** Record extracts follows **
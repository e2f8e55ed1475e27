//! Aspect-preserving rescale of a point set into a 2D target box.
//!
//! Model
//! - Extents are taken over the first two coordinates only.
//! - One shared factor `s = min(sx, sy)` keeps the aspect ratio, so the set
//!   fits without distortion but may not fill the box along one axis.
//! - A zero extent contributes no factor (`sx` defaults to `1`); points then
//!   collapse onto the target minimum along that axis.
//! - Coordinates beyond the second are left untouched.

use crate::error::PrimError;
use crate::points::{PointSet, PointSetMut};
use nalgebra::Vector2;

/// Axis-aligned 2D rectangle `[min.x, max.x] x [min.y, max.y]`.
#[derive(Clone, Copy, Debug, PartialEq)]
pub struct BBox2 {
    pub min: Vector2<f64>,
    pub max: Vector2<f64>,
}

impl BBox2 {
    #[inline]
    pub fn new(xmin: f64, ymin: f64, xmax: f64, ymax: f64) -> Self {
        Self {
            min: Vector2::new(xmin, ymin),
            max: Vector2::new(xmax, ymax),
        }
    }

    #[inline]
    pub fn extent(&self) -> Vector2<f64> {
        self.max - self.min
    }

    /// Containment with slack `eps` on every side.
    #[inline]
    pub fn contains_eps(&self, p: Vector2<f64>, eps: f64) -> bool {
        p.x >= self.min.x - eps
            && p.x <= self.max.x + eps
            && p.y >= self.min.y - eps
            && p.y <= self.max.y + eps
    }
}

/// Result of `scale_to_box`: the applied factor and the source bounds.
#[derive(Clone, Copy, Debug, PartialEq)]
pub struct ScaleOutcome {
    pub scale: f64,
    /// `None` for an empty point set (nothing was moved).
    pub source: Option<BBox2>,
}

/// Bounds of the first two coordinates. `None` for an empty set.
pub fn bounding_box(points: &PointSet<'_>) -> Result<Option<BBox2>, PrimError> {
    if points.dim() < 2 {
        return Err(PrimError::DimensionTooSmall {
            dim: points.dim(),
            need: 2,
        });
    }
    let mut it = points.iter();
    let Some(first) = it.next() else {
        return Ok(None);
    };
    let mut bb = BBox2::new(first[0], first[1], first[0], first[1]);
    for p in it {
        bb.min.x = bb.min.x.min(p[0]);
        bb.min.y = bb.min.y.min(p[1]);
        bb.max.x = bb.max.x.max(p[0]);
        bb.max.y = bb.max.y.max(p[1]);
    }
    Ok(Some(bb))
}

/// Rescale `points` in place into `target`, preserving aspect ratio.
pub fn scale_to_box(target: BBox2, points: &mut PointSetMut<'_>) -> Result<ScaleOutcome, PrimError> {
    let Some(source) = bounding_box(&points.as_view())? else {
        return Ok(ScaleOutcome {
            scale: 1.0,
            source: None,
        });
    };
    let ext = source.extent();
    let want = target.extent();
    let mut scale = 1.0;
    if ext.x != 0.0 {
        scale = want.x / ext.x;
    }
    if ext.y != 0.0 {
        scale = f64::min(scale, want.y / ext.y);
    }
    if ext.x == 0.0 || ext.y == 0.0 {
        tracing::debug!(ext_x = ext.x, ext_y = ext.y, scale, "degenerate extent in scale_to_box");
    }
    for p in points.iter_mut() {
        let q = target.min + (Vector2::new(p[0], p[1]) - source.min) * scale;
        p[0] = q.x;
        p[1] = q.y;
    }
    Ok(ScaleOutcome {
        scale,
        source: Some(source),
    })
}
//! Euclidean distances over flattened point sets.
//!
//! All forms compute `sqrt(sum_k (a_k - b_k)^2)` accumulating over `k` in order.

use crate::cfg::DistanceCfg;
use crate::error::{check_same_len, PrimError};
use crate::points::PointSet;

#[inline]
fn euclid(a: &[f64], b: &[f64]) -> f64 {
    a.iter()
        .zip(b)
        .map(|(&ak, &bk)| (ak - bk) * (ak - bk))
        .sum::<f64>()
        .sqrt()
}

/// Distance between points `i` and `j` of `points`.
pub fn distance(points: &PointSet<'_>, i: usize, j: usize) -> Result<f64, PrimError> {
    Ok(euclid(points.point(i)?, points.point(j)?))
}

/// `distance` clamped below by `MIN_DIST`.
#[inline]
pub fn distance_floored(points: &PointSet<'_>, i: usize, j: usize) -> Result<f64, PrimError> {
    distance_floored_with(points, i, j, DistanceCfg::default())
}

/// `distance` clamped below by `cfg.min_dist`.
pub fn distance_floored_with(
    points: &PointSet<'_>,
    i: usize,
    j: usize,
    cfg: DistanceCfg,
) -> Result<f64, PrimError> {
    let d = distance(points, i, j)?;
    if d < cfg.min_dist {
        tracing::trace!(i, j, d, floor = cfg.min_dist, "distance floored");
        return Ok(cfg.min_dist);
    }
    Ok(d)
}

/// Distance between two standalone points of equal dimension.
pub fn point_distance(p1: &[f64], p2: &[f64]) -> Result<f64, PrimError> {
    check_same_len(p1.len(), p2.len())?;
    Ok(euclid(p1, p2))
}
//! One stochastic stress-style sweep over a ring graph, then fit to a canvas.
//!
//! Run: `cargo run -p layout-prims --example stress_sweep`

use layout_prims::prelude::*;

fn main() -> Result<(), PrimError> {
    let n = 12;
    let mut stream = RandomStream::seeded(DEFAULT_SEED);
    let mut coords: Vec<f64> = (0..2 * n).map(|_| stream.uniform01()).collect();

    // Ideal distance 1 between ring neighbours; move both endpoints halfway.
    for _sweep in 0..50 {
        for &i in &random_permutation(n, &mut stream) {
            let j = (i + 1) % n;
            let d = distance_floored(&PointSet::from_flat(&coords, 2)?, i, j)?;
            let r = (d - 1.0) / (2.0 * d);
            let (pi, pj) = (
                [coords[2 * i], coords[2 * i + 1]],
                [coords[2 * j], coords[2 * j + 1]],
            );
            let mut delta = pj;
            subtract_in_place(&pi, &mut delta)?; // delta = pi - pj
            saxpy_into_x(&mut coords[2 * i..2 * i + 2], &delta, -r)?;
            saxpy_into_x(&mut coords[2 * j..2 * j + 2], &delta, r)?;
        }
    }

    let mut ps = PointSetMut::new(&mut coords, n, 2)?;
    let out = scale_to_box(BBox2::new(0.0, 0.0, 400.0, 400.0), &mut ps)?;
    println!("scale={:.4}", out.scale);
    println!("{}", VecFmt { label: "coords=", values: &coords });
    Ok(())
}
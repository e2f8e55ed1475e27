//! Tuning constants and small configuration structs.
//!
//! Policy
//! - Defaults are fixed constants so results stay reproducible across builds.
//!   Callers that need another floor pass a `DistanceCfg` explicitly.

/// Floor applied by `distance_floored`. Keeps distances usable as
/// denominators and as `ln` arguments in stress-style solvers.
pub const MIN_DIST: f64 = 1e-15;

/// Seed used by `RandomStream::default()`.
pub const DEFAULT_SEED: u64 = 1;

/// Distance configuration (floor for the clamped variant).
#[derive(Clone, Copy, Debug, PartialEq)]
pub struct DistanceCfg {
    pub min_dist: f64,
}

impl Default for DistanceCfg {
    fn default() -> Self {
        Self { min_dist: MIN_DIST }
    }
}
** End of Record extracts **
** Record extracts follows **
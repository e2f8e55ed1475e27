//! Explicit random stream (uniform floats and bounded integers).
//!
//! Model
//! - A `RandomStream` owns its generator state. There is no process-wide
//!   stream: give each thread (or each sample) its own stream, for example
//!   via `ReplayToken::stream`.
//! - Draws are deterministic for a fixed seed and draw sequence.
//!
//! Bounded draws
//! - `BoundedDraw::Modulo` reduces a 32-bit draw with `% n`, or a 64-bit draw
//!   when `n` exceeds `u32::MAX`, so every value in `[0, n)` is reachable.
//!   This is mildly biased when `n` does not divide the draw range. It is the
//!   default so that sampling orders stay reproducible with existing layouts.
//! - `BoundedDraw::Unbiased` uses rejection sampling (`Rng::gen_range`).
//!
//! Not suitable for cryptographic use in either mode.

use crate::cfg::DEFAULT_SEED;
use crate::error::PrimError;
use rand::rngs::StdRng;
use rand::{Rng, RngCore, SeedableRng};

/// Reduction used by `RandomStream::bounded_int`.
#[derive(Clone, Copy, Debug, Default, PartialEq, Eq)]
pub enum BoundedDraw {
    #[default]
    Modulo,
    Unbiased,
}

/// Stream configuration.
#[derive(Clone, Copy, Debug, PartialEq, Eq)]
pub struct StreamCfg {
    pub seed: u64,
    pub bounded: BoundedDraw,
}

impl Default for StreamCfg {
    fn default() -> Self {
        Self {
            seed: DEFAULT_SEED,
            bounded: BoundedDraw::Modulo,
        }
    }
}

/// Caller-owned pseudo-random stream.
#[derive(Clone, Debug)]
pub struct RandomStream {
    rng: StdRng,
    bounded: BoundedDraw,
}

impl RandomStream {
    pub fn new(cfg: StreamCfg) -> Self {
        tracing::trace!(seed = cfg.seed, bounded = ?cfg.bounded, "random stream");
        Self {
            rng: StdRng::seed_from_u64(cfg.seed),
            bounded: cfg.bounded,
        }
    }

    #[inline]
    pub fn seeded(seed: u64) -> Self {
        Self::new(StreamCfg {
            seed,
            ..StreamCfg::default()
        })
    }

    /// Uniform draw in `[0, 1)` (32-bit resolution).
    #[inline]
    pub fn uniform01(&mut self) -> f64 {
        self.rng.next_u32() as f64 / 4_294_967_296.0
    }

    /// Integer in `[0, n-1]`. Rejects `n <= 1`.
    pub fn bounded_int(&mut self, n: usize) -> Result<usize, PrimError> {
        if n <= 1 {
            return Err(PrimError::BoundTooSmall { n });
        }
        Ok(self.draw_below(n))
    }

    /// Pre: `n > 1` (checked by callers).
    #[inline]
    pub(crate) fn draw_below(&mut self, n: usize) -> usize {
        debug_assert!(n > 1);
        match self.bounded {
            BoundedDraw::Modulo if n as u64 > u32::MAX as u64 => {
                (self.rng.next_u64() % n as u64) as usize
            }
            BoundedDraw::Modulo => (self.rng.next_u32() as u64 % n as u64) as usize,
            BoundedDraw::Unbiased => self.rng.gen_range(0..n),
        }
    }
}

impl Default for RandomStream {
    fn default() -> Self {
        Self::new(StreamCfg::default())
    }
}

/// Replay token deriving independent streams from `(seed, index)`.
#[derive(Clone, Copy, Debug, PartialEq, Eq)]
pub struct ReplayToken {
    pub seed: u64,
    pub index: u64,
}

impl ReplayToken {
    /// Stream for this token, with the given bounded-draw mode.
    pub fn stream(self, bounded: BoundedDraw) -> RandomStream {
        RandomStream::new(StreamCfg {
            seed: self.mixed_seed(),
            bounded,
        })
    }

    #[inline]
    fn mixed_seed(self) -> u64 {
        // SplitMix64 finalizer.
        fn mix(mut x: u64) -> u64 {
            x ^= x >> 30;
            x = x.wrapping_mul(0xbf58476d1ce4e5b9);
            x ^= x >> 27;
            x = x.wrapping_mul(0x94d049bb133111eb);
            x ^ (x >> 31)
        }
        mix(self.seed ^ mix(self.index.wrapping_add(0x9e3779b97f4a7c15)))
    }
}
** End of Record extracts **
** Record extracts follows **
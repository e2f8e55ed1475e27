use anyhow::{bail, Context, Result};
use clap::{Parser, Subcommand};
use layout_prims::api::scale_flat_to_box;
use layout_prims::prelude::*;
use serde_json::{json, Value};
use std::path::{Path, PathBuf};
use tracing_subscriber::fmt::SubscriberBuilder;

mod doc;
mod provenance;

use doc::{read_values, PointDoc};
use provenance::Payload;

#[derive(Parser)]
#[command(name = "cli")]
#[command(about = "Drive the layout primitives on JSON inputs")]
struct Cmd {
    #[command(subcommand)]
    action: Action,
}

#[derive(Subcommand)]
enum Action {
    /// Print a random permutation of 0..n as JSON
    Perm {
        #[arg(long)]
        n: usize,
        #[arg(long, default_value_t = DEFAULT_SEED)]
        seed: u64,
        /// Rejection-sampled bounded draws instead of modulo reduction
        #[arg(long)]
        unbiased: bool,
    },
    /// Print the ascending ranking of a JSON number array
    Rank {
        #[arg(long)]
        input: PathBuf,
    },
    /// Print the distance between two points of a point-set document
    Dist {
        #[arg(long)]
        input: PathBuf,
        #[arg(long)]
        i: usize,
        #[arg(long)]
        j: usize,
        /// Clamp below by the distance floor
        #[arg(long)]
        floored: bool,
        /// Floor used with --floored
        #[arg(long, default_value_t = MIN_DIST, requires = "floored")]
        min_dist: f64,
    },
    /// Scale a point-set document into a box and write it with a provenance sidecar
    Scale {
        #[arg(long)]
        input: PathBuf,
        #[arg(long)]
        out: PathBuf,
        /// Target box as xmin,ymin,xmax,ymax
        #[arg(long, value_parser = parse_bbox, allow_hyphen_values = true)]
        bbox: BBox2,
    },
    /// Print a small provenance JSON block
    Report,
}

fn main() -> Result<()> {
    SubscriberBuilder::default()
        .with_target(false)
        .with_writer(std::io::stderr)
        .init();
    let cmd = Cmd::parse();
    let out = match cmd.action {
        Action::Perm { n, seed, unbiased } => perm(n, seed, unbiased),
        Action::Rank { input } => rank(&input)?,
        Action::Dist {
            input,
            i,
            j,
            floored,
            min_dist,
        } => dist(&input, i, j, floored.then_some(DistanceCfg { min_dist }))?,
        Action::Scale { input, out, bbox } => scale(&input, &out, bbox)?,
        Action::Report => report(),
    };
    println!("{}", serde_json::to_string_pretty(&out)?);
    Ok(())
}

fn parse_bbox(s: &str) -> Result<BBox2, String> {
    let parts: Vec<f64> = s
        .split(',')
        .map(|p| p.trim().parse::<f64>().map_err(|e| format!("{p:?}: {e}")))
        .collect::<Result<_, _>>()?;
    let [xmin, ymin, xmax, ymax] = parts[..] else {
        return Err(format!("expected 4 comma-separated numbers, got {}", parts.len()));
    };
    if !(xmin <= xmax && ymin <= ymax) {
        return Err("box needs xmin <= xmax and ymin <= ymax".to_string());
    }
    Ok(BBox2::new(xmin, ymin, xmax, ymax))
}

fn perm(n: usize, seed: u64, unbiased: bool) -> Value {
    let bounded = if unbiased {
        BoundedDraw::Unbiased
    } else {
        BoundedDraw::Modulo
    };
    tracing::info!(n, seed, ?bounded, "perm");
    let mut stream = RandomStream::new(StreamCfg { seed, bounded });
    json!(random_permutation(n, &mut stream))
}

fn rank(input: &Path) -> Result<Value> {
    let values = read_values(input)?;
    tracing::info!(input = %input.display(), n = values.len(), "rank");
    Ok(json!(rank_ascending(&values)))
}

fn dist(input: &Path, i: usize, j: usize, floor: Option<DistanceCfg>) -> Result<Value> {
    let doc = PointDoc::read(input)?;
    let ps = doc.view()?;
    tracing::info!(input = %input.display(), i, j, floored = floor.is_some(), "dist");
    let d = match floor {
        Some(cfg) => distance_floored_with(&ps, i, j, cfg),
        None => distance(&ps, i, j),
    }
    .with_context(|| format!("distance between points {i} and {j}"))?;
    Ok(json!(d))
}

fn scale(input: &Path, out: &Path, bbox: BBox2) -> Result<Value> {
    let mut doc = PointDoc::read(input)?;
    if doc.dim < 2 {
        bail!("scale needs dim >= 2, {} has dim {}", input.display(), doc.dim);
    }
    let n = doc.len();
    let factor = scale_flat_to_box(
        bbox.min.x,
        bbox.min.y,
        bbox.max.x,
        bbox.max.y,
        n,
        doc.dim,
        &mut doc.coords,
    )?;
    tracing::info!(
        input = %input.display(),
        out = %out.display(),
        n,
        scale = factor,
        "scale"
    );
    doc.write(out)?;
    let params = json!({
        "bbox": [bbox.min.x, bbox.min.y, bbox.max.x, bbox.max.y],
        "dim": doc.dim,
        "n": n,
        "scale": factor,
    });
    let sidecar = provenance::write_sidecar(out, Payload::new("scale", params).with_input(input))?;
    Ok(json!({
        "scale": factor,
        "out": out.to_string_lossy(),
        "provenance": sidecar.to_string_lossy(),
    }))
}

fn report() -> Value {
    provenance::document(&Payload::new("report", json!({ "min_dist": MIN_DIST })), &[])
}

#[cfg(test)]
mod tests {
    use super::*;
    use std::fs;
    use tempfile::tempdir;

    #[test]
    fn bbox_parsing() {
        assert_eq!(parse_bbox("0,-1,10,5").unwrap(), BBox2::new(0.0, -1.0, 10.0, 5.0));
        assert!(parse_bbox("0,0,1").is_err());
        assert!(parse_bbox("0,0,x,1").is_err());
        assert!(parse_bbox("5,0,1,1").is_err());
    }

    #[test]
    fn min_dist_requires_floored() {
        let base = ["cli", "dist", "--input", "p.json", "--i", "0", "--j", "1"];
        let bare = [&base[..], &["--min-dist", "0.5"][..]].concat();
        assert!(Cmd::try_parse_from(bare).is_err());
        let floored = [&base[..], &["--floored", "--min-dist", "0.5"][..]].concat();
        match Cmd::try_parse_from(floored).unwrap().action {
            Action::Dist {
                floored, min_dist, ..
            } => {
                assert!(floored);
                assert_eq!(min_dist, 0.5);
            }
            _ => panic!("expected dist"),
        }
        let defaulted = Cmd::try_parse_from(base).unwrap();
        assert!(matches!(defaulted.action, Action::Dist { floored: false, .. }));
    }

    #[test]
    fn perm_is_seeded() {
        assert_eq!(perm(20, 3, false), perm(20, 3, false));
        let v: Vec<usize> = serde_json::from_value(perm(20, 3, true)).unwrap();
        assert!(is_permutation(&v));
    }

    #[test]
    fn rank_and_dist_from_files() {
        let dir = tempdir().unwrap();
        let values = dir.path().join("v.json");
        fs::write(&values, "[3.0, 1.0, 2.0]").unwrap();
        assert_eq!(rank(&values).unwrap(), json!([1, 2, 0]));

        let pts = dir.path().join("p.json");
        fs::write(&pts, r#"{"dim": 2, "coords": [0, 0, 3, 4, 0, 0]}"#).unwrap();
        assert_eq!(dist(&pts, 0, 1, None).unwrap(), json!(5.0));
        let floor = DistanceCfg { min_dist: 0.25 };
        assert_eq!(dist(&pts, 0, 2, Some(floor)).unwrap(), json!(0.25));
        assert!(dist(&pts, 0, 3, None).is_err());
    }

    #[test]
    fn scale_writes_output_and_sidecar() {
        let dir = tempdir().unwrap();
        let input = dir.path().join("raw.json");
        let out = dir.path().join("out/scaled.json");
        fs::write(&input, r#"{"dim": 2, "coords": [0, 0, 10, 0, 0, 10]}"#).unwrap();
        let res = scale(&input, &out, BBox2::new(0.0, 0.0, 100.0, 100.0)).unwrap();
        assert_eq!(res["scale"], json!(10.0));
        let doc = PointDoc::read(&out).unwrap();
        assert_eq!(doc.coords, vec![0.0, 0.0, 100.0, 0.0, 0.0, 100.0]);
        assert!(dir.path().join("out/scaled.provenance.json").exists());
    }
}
** End of Record extracts **
__What the task asks__:
Go through the data above and copy each line that holds the word "return".

__Task result__:
        return Err(PrimError::DimensionTooSmall {
        return Ok(None);
        return Ok(ScaleOutcome {
        return Ok(cfg.min_dist);
            return Err(PrimError::BoundTooSmall { n });
        return Err(format!("expected 4 comma-separated numbers, got {}", parts.len()));
        return Err("box needs xmin <= xmax and ymin <= ymax".to_string());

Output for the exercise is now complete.